## GOAL OF THE EXERCISE
Please filter the entries and return only the lines that include "Debug".

## EXTRACTED MATERIAL
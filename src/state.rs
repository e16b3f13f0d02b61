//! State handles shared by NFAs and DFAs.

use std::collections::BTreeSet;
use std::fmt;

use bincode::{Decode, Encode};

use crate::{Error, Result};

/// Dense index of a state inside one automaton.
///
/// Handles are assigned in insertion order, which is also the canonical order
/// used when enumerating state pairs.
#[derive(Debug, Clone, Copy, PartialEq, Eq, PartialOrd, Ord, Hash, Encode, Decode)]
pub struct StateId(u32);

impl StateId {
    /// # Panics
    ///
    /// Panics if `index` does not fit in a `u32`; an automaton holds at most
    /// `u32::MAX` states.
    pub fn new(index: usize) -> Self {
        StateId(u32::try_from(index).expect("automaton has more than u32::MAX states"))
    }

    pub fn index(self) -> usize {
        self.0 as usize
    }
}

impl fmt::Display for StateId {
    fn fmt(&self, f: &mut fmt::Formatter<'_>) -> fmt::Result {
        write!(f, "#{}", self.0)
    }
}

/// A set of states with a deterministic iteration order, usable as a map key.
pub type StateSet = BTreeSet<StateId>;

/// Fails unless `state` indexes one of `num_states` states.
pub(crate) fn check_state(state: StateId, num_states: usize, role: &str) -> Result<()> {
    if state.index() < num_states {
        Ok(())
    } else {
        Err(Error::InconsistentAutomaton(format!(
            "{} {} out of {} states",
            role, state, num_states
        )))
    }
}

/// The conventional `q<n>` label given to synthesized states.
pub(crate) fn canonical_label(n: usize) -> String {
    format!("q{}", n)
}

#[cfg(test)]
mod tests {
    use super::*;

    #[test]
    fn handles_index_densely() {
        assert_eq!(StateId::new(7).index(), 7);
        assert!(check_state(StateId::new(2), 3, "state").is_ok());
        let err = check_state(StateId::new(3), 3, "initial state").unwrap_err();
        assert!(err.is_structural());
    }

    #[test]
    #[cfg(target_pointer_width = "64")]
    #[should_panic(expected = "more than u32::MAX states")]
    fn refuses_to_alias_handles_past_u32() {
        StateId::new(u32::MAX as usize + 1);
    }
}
--
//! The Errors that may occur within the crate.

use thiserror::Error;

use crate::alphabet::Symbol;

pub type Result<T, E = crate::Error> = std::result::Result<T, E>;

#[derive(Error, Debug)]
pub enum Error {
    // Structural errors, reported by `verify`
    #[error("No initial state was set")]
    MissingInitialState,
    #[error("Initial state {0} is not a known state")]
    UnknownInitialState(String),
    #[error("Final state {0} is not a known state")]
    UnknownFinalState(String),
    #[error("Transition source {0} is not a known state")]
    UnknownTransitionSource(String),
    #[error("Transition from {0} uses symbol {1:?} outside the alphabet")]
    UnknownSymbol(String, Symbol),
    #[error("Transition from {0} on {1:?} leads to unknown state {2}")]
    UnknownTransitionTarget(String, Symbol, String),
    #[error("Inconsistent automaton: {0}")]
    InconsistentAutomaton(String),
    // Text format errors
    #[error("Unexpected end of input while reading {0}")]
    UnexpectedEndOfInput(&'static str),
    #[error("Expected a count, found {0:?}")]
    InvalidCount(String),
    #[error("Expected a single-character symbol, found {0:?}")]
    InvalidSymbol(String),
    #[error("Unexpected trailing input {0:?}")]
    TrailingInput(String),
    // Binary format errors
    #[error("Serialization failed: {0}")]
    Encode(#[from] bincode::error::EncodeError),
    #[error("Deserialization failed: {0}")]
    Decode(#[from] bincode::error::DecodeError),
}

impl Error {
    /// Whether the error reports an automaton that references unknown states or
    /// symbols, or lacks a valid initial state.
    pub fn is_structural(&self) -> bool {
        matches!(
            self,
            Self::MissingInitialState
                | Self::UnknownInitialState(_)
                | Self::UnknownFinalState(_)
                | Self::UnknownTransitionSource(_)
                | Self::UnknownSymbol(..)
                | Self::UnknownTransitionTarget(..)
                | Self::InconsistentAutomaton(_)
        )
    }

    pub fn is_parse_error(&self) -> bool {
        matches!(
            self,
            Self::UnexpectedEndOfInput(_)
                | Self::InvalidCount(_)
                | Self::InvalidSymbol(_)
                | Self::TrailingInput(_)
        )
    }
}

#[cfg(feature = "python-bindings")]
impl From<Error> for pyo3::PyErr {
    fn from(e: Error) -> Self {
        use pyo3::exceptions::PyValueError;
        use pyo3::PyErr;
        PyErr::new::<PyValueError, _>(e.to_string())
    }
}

## WRITTEN ANSWER
#[derive(Debug, Clone, Copy, PartialEq, Eq, PartialOrd, Ord, Hash, Encode, Decode)]
#[derive(Error, Debug)]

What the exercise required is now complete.